I described the situation to them as I am here without mentioning the whole 'this person never had a person buy her a drink' but I DID add it later.

However this did nothing to convince them that they were trying to manipulate them, and they insisted that actually I should have gone for it and lost my virginity in a threesome with some MILFs that day. I am mildly exaggerating, but that was the gist of it.

BTW, just as an FYI, in many bars I went to in Dubai, they were lousy with sex workers. I did have plenty of girls touch me and act all giddy (but not ask for anything) and offer me 'massages' (which is a thinly veiled euphemism for sex in case it wasn't obvious) for reasonable prices. The guys I was talking to weren't in the middle east and just could not wrap their heads around my experiences being different from theirs.

Even with going online, they said nothing about where to go, how to make a good profile, what pictures to use or anything. Even trying to message people they insisted that you must never say anything other than 'hi' at first. This is even when they actually showed me what they did and had giant text walls that they sent detailing whatever was on her profile. I wasn't able to replicate those, but their advice was just designed to make me waste my time.

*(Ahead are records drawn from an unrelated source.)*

//! Write operations for all catalog entity types.
//!
//! Every function takes a plain `&Connection`; callers pass a
//! `rusqlite::Transaction` (which derefs to one) to group writes atomically.

use rusqlite::{Connection, params};
use shelfsync_catalog::types::*;
use thiserror::Error;

#[derive(Debug, Error)]
pub enum OperationError {
    #[error("SQLite error: {0}")]
    Sqlite(#[from] rusqlite::Error),
    #[error("Entity not found: {entity_type} with key '{key}'")]
    NotFound { entity_type: String, key: String },
}

// ── Category Operations ─────────────────────────────────────────────────────

/// Insert or update a category, matched by name.
///
/// A slug change rewrites the primary key; products follow via
/// `ON UPDATE CASCADE`. SEO fields are only written on insert.
pub fn upsert_category(conn: &Connection, category: &Category) -> Result<(), OperationError> {
    let changed = conn.execute(
        "UPDATE categories SET
             slug = ?2,
             image_path = ?3,
             is_active = ?4,
             updated_at = datetime('now')
         WHERE name = ?1",
        params![
            category.name,
            category.slug,
            category.image_path,
            category.is_active,
        ],
    )?;
    if changed == 0 {
        conn.execute(
            "INSERT INTO categories (slug, name, image_path, is_active, seo_title, seo_description)
             VALUES (?1, ?2, ?3, ?4, ?5, ?6)",
            params![
                category.slug,
                category.name,
                category.image_path,
                category.is_active,
                category.seo_title,
                category.seo_description,
            ],
        )?;
    }
    Ok(())
}

/// Mark a category inactive. Returns whether the row was active before.
pub fn deactivate_category(conn: &Connection, name: &str) -> Result<bool, OperationError> {
    let changed = conn.execute(
        "UPDATE categories SET is_active = 0, updated_at = datetime('now')
         WHERE name = ?1 AND is_active = 1",
        params![name],
    )?;
    Ok(changed > 0)
}

/// Set editor-maintained SEO metadata for a category.
pub fn set_category_seo(
    conn: &Connection,
    slug: &str,
    seo_title: Option<&str>,
    seo_description: Option<&str>,
) -> Result<(), OperationError> {
    let changed = conn.execute(
        "UPDATE categories SET seo_title = ?2, seo_description = ?3, updated_at = datetime('now')
         WHERE slug = ?1",
        params![slug, seo_title, seo_description],
    )?;
    if changed == 0 {
        return Err(OperationError::NotFound {
            entity_type: "category".to_string(),
            key: slug.to_string(),
        });
    }
    Ok(())
}

// ── Product Operations ──────────────────────────────────────────────────────

/// Insert or update a product, matched by SKU.
pub fn upsert_product(conn: &Connection, product: &Product) -> Result<(), OperationError> {
    conn.execute(
        "INSERT INTO products (sku, slug, category_slug, name, price, currency,
             in_stock, is_active, image_path, content_hash)
         VALUES (?1, ?2, ?3, ?4, ?5, ?6, ?7, ?8, ?9, ?10)
         ON CONFLICT(sku) DO UPDATE SET
             slug = excluded.slug,
             category_slug = excluded.category_slug,
             name = excluded.name,
             price = excluded.price,
             currency = excluded.currency,
             in_stock = excluded.in_stock,
             is_active = excluded.is_active,
             image_path = excluded.image_path,
             content_hash = excluded.content_hash,
             updated_at = datetime('now')",
        params![
            product.sku,
            product.slug,
            product.category_slug,
            product.name,
            product.price,
            product.currency,
            product.in_stock,
            product.is_active,
            product.image_path,
            product.content_hash,
        ],
    )?;
    Ok(())
}

/// Mark a product inactive. Returns whether the row was active before.
pub fn deactivate_product(conn: &Connection, sku: &str) -> Result<bool, OperationError> {
    let changed = conn.execute(
        "UPDATE products SET is_active = 0, updated_at = datetime('now')
         WHERE sku = ?1 AND is_active = 1",
        params![sku],
    )?;
    Ok(changed > 0)
}

/// Replace all image rows of a product with `images`.
pub fn replace_product_images(
    conn: &Connection,
    sku: &str,
    images: &[ProductImage],
) -> Result<(), OperationError> {
    conn.execute("DELETE FROM product_images WHERE sku = ?1", params![sku])?;
    let mut stmt = conn.prepare(
        "INSERT INTO product_images (sku, file_path, alt, sort_order, is_primary)
         VALUES (?1, ?2, ?3, ?4, ?5)",
    )?;
    for image in images {
        stmt.execute(params![
            sku,
            image.file_path,
            image.alt,
            image.sort_order,
            image.is_primary,
        ])?;
    }
    Ok(())
}

// ── Redirect Operations ─────────────────────────────────────────────────────

/// Append a redirect record. Existing records are never touched.
pub fn insert_redirect(conn: &Connection, redirect: &NewRedirect) -> Result<i64, OperationError> {
    conn.execute(
        "INSERT INTO redirects (entity_type, entity_key, old_slug, new_slug)
         VALUES (?1, ?2, ?3, ?4)",
        params![
            redirect.entity_type.as_str(),
            redirect.entity_key,
            redirect.old_slug,
            redirect.new_slug,
        ],
    )?;
    Ok(conn.last_insert_rowid())
}

// ── Image Fingerprint Operations ────────────────────────────────────────────

/// Record which source produced an output image.
pub fn upsert_image_fingerprint(
    conn: &Connection,
    fingerprint: &ImageFingerprint,
) -> Result<(), OperationError> {
    conn.execute(
        "INSERT INTO image_fingerprints (output_path, source_path, source_hash)
         VALUES (?1, ?2, ?3)
         ON CONFLICT(output_path) DO UPDATE SET
             source_path = excluded.source_path,
             source_hash = excluded.source_hash,
             updated_at = datetime('now')",
        params![
            fingerprint.output_path,
            fingerprint.source_path,
            fingerprint.source_hash,
        ],
    )?;
    Ok(())
}

// ── Import Run Operations ───────────────────────────────────────────────────

/// Insert an import run log entry. Returns the new row ID.
pub fn insert_import_run(conn: &Connection, run: &ImportRun) -> Result<i64, OperationError> {
    let c = &run.counters;
    conn.execute(
        "INSERT INTO import_runs (file_name, started_at, finished_at, rows_total, rows_skipped,
             categories_created, categories_updated, categories_deactivated,
             products_created, products_updated, products_unchanged, products_deactivated,
             redirects_created, images_converted, images_reused, images_failed)
         VALUES (?1, ?2, ?3, ?4, ?5, ?6, ?7, ?8, ?9, ?10, ?11, ?12, ?13, ?14, ?15, ?16)",
        params![
            run.file_name,
            run.started_at,
            run.finished_at,
            c.rows_total as i64,
            c.rows_skipped as i64,
            c.categories_created as i64,
            c.categories_updated as i64,
            c.categories_deactivated as i64,
            c.products_created as i64,
            c.products_updated as i64,
            c.products_unchanged as i64,
            c.products_deactivated as i64,
            c.redirects_created as i64,
            c.images_converted as i64,
            c.images_reused as i64,
            c.images_failed as i64,
        ],
    )?;
    Ok(conn.last_insert_rowid())
}

/// Attach skipped-row records to an import run.
pub fn insert_row_errors(
    conn: &Connection,
    run_id: i64,
    errors: &[RowError],
) -> Result<(), OperationError> {
    let mut stmt = conn.prepare(
        "INSERT INTO import_row_errors (run_id, line, sku, code, message)
         VALUES (?1, ?2, ?3, ?4, ?5)",
    )?;
    for error in errors {
        stmt.execute(params![
            run_id,
            error.line as i64,
            error.sku,
            error.kind.code(),
            error.kind.to_string(),
        ])?;
    }
    Ok(())
}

Long story short. I am 41 now. Not a virgin, but dealing with a lot of bullshit. I dont care who I tell this to, but I am prepping to see a sexual therapist. I am practically writing my autobiography so I can just give it to them and bring them up to speed so I don't waste tons of time and money just going on and on with the sessions. I need actual help and not just someone to talk to.

[-] blarghly@lemmy.world 1 points 12 hours ago

I'm sorry you had that experience. I had a similar, but different, experience. You keep referring to "they" who were giving you advice - who were these people and where did you meet them? It seems like this was a consistent group?

I eventually found some good advice, which boils down to:

  1. Be honest. Be honest with people about who you are and what you are interested in. Some people might not like what you are offering. Some might even be offended. But this is all fine, as long as you are honest and respectful and talk to each woman with the assumption that the two of you are on the same team of figuring out if you are interested in each other.

  2. Improve yourself. For most guys with dating issues, this includes things like going to therapy, building a healthy social life, being physically healthy, and generally being a happy person.

  3. Talk to lots of women. People are different and want different things. In order to find the women who want what you have to offer, who are themselves offering what you want yourself, you need to talk to a lot of women.

Improving at these things is best accomplished from a place of a positive mindset, good mental health, and with a strong support system.

[-] PolarKraken@programming.dev 1 points 17 hours ago

Frankly you sound like you have a great chance of moving past this, and it's not weird to need some help or feedback from others, most of us do. It's a shame the folks you found previously were such idiots, lots of people are really unqualified to give advice there. Keep pushing!